I can't help thinking that I should be pleased with having made Stage 2 of my doctoral studies, but instead I've been thrown back into 'conscious incompetence' mode. Just when I thought I was starting to get the hang of this, I realise that there's still a long way to go, and that the direction is still uncertain.
I haven't blogged in a while and maybe that's also something to do with it? I got immersed into the practical research tasks, got some interesting data, but stopped thinking in the bigger picture or philosophical sense of what I was trying to do..
However, discovering a book by Larry Hickman on John Dewey's Pragmatic Technology has taken me full circle again to where I started out - Dewey's instrumentalism and pragmatism - and I'm starting to reformat my original thoughts about the digital Dewey.
The doctoral thesis has got to be so much more than an evaluation of a piece of work, no matter no national or how extensive. Dewey has to be the link here, and his definition of technology - remember that he died in 1952, 30 years before the birth of the internet - is one that will be interesting to test against the 21st century.

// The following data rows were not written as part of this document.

#[cfg(test)]
mod tests {
    use super::*;

    const SETTLE: Duration = Duration::from_millis(100);
    const TICK: Duration = Duration::from_millis(25);

    fn seq(tasks: Vec<TaskDefinition>) -> TaskSequencer {
        seq_with_courses(tasks, BTreeMap::new())
    }

    fn seq_with_courses(
        tasks: Vec<TaskDefinition>,
        courses: BTreeMap<String, CheckpointCourse>,
    ) -> TaskSequencer {
        let library = ConditionLibrary::default();
        TaskSequencer::new(
            tasks,
            &library,
            courses,
            &["gimbal_mode".to_string()],
            SETTLE,
        )
        .unwrap()
    }

    fn armed() -> (TelemetrySnapshot, Signals) {
        let snap = TelemetrySnapshot {
            powered_on: true,
            ..Default::default()
        };
        (snap, Signals::default())
    }

    fn idle() -> (TelemetrySnapshot, Signals) {
        (TelemetrySnapshot::default(), Signals::default())
    }

    // Ticks until the settle delay has fully elapsed.
    fn settle_ticks() -> u32 {
        (SETTLE.as_millis() / TICK.as_millis()) as u32
    }

    fn count_task_changed(notes: &[Notification]) -> usize {
        notes
            .iter()
            .filter(|n| matches!(n, Notification::TaskChanged { .. }))
            .count()
    }

    #[test]
    fn empty_task_list_is_rejected() {
        let library = ConditionLibrary::default();
        let err = TaskSequencer::new(vec![], &library, BTreeMap::new(), &[], SETTLE);
        assert!(matches!(err, Err(SkystepError::EmptyTaskList)));
    }

    #[test]
    fn unknown_predicate_is_rejected() {
        let library = ConditionLibrary::default();
        let err = TaskSequencer::new(
            vec![TaskDefinition::polled("Warp", "warp_drive")],
            &library,
            BTreeMap::new(),
            &[],
            SETTLE,
        );
        assert!(matches!(
            err,
            Err(SkystepError::UnknownPredicate { index: 0, .. })
        ));
    }

    #[test]
    fn unknown_event_is_rejected() {
        let library = ConditionLibrary::default();
        let err = TaskSequencer::new(
            vec![TaskDefinition::event("Fly the loop", "loop")],
            &library,
            BTreeMap::new(),
            &[],
            SETTLE,
        );
        assert!(matches!(
            err,
            Err(SkystepError::UnknownEvent { index: 0, .. })
        ));
    }

    #[test]
    fn start_activates_first_task() {
        let mut seq = seq(vec![
            TaskDefinition::polled("Arm the drone", "armed"),
            TaskDefinition::polled("Disarm the drone", "disarmed"),
        ]);
        assert_eq!(seq.phase(), Phase::Idle);

        let notes = seq.start();
        assert_eq!(seq.current_index(), 0);
        assert_eq!(seq.phase(), Phase::Waiting);
        assert_eq!(
            notes,
            vec![Notification::TaskChanged {
                index: 0,
                label: "Arm the drone".into()
            }]
        );

        // A second start is ignored.
        assert!(seq.start().is_empty());
        assert_eq!(seq.current_index(), 0);
    }

    #[test]
    fn satisfied_predicate_settles_exactly_once() {
        let mut seq = seq(vec![
            TaskDefinition::polled("Arm the drone", "armed"),
            TaskDefinition::polled("Disarm the drone", "disarmed"),
        ]);
        seq.start();

        let (snap, sig) = armed();
        // Condition stays true across many ticks; the settle countdown must
        // fire exactly once.
        let mut notes = Vec::new();
        for _ in 0..settle_ticks() * 3 {
            notes.extend(seq.tick(&snap, &sig, TICK));
        }
        assert_eq!(count_task_changed(&notes), 1);
        assert_eq!(seq.current_index(), 1);
        assert_eq!(seq.phase(), Phase::Waiting);
    }

    #[test]
    fn unsatisfied_predicate_never_advances() {
        let mut seq = seq(vec![TaskDefinition::polled("Arm the drone", "armed")]);
        seq.start();

        let (snap, sig) = idle();
        for _ in 0..200 {
            assert!(seq.tick(&snap, &sig, TICK).is_empty());
        }
        assert_eq!(seq.current_index(), 0);
        assert_eq!(seq.phase(), Phase::Waiting);
    }

    #[test]
    fn advance_waits_for_the_settle_delay() {
        let mut seq = seq(vec![
            TaskDefinition::polled("Arm the drone", "armed"),
            TaskDefinition::polled("Disarm the drone", "disarmed"),
        ]);
        seq.start();

        let (snap, sig) = armed();
        assert!(seq.tick(&snap, &sig, TICK).is_empty());
        assert_eq!(seq.phase(), Phase::Settling);

        // One tick short of the settle delay: still settling.
        for _ in 0..settle_ticks() - 1 {
            assert!(seq.tick(&snap, &sig, TICK).is_empty());
        }
        assert_eq!(seq.phase(), Phase::Settling);

        let notes = seq.tick(&snap, &sig, TICK);
        assert_eq!(
            notes,
            vec![Notification::TaskChanged {
                index: 1,
                label: "Disarm the drone".into()
            }]
        );
    }

    #[test]
    fn mismatched_events_are_ignored() {
        let mut seq = seq(vec![
            TaskDefinition::polled("Arm the drone", "armed"),
            TaskDefinition::event("Enter gimbal mode", "gimbal_mode"),
        ]);
        seq.start();

        // Event for task 1 while task 0 is active.
        assert!(seq.notify_event("gimbal_mode").is_empty());
        assert_eq!(seq.current_index(), 0);

        // Unknown event name.
        assert!(seq.notify_event("nonsense").is_empty());
        assert_eq!(seq.current_index(), 0);
    }

    #[test]
    fn event_task_completes_on_matching_event() {
        let mut seq = seq(vec![TaskDefinition::event(
            "Enter gimbal mode",
            "gimbal_mode",
        )]);
        seq.start();

        assert!(seq.notify_event("gimbal_mode").is_empty());
        assert_eq!(seq.phase(), Phase::Settling);

        // Duplicate event while settling must not re-arm the countdown.
        let (snap, sig) = idle();
        for _ in 0..settle_ticks() / 2 {
            seq.tick(&snap, &sig, TICK);
        }
        assert!(seq.notify_event("gimbal_mode").is_empty());
        let mut notes = Vec::new();
        for _ in 0..settle_ticks() {
            notes.extend(seq.tick(&snap, &sig, TICK));
        }
        assert_eq!(notes, vec![Notification::TutorialCompleted]);
        assert!(seq.is_finished());
    }

    #[test]
    fn finished_sequencer_ignores_everything() {
        let mut seq = seq(vec![TaskDefinition::polled("Arm the drone", "armed")]);
        seq.start();

        let (snap, sig) = armed();
        let mut notes = Vec::new();
        for _ in 0..settle_ticks() + 1 {
            notes.extend(seq.tick(&snap, &sig, TICK));
        }
        assert_eq!(notes, vec![Notification::TutorialCompleted]);
        assert_eq!(seq.current_index(), 1);
        assert!(seq.current_task().is_none());

        for _ in 0..50 {
            assert!(seq.tick(&snap, &sig, TICK).is_empty());
        }
        assert!(seq.notify_event("gimbal_mode").is_empty());
        assert!(seq.arrive("track", 0).is_empty());
    }

    #[test]
    fn powered_toggle_scenario() {
        // Two polled tasks: powered on, then powered off. Feeding off/on/off
        // produces exactly two transitions, each after the settle delay.
        let mut seq = seq(vec![
            TaskDefinition::polled("Arm the drone", "armed"),
            TaskDefinition::polled("Disarm the drone", "disarmed"),
        ]);
        seq.start();

        let (off_snap, sig) = idle();
        let (on_snap, _) = armed();

        let mut notes = Vec::new();
        // Powered off: task 0 not satisfied.
        for _ in 0..10 {
            notes.extend(seq.tick(&off_snap, &sig, TICK));
        }
        assert!(notes.is_empty());

        // Powered on: task 0 satisfied, settles, task 1 activates.
        for _ in 0..settle_ticks() + 5 {
            notes.extend(seq.tick(&on_snap, &sig, TICK));
        }
        assert_eq!(count_task_changed(&notes), 1);
        assert_eq!(seq.current_index(), 1);

        // Powered off again: task 1 satisfied, run finishes.
        for _ in 0..settle_ticks() + 5 {
            notes.extend(seq.tick(&off_snap, &sig, TICK));
        }
        assert_eq!(count_task_changed(&notes), 1);
        assert_eq!(
            notes
                .iter()
                .filter(|n| matches!(n, Notification::TutorialCompleted))
                .count(),
            1
        );
        assert!(seq.is_finished());
    }

    #[test]
    fn course_task_drives_gate_visibility() {
        let mut courses = BTreeMap::new();
        courses.insert("track".to_string(), CheckpointCourse::new(3).unwrap());
        let mut seq = seq_with_courses(
            vec![
                TaskDefinition::event("Fly the track course", "track"),
                TaskDefinition::polled("Disarm the drone", "disarmed"),
            ],
            courses,
        );

        let notes = seq.start();
        assert!(notes.contains(&Notification::CheckpointVisibility {
            course: "track".into(),
            node: 0,
            visible: true
        }));

        let notes = seq.arrive("track", 0);
        assert!(notes.contains(&Notification::CorrectArrival {
            course: "track".into(),
            next: 1
        }));

        let notes = seq.arrive("track", 1);
        assert!(notes.contains(&Notification::CorrectArrival {
            course: "track".into(),
            next: 2
        }));

        // Final gate: lap completes and the task satisfies.
        let notes = seq.arrive("track", 2);
        assert!(notes.contains(&Notification::LapCompleted {
            course: "track".into()
        }));
        assert_eq!(seq.phase(), Phase::Settling);

        // After the settle delay the course goes dark and the next task
        // becomes active.
        let (snap, sig) = idle();
        let mut notes = Vec::new();
        for _ in 0..settle_ticks() {
            notes.extend(seq.tick(&snap, &sig, TICK));
        }
        assert!(notes.contains(&Notification::TaskChanged {
            index: 1,
            label: "Disarm the drone".into()
        }));
        assert_eq!(seq.current_index(), 1);
    }

    #[test]
    fn wrong_gate_is_reported_but_harmless() {
        let mut courses = BTreeMap::new();
        courses.insert("track".to_string(), CheckpointCourse::new(3).unwrap());
        let mut seq = seq_with_courses(
            vec![TaskDefinition::event("Fly the track course", "track")],
            courses,
        );
        seq.start();

        let notes = seq.arrive("track", 2);
        assert_eq!(
            notes,
            vec![Notification::WrongArrival {
                course: "track".into(),
                node: 2,
                expected: 0
            }]
        );
        assert_eq!(seq.phase(), Phase::Waiting);
        assert_eq!(seq.report().wrong_arrivals, 1);
    }

    #[test]
    fn lap_on_inactive_course_does_not_advance() {
        let mut courses = BTreeMap::new();
        courses.insert("track".to_string(), CheckpointCourse::new(2).unwrap());
        let mut seq = seq_with_courses(
            vec![
                TaskDefinition::polled("Arm the drone", "armed"),
                TaskDefinition::event("Fly the track course", "track"),
            ],
            courses,
        );
        seq.start();

        // Full lap while the arm task is still active: the validator keeps
        // its own books, but the sequencer must not move.
        seq.arrive("track", 0);
        let notes = seq.arrive("track", 1);
        assert!(notes.contains(&Notification::LapCompleted {
            course: "track".into()
        }));
        assert_eq!(seq.current_index(), 0);
        assert_eq!(seq.phase(), Phase::Waiting);
    }

    #[test]
    fn arrival_for_unknown_course_is_ignored() {
        let mut seq = seq(vec![TaskDefinition::polled("Arm the drone", "armed")]);
        seq.start();
        assert!(seq.arrive("square", 0).is_empty());
    }

    #[test]
    fn report_reflects_progress() {
        let mut seq = seq(vec![
            TaskDefinition::polled("Arm the drone", "armed"),
            TaskDefinition::polled("Disarm the drone", "disarmed"),
        ]);

        let report = seq.report();
        assert_eq!(report.phase, Phase::Idle);
        assert_eq!(report.tasks_completed, 0);
        assert_eq!(report.total_tasks, 2);
        assert!(report.started_at.is_none());

        seq.start();
        let (snap, sig) = armed();
        for _ in 0..settle_ticks() + 1 {
            seq.tick(&snap, &sig, TICK);
        }
        let report = seq.report();
        assert_eq!(report.tasks_completed, 1);
        assert_eq!(report.phase, Phase::Waiting);
        assert!(report.started_at.is_some());
        assert!(report.finished_at.is_none());

        let (off_snap, _) = idle();
        for _ in 0..settle_ticks() + 1 {
            seq.tick(&off_snap, &sig, TICK);
        }
        let report = seq.report();
        assert_eq!(report.tasks_completed, 2);
        assert_eq!(report.phase, Phase::Finished);
        assert!(report.finished_at.is_some());
        assert!(report.duration_ms.is_some());
    }

    #[test]
    fn report_serializes_to_json() {
        let seq = seq(vec![TaskDefinition::polled("Arm the drone", "armed")]);
        let json = serde_json::to_string(&seq.report()).unwrap();
        let parsed: RunReport = serde_json::from_str(&json).unwrap();
        assert_eq!(parsed.total_tasks, 1);
        assert_eq!(parsed.phase, Phase::Idle);
    }
}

In digital terms, Dewey viewed change and growth as a norm
and he believed that social experimentation rather than absolute principles,
was needed to assess the worth of an idea or practice. For him, learning occurs
through the construction, reconstruction and reorganisation of experiences to
find meaning, and to enable the individual to influence and direct future
situations. Here, the role of the educator is to provide the learner
with opportunities to learn ' the instruments of effective
self-direction' - a sensibility to social issues and an ability to act on them. Yet another argument for the digital youth worker?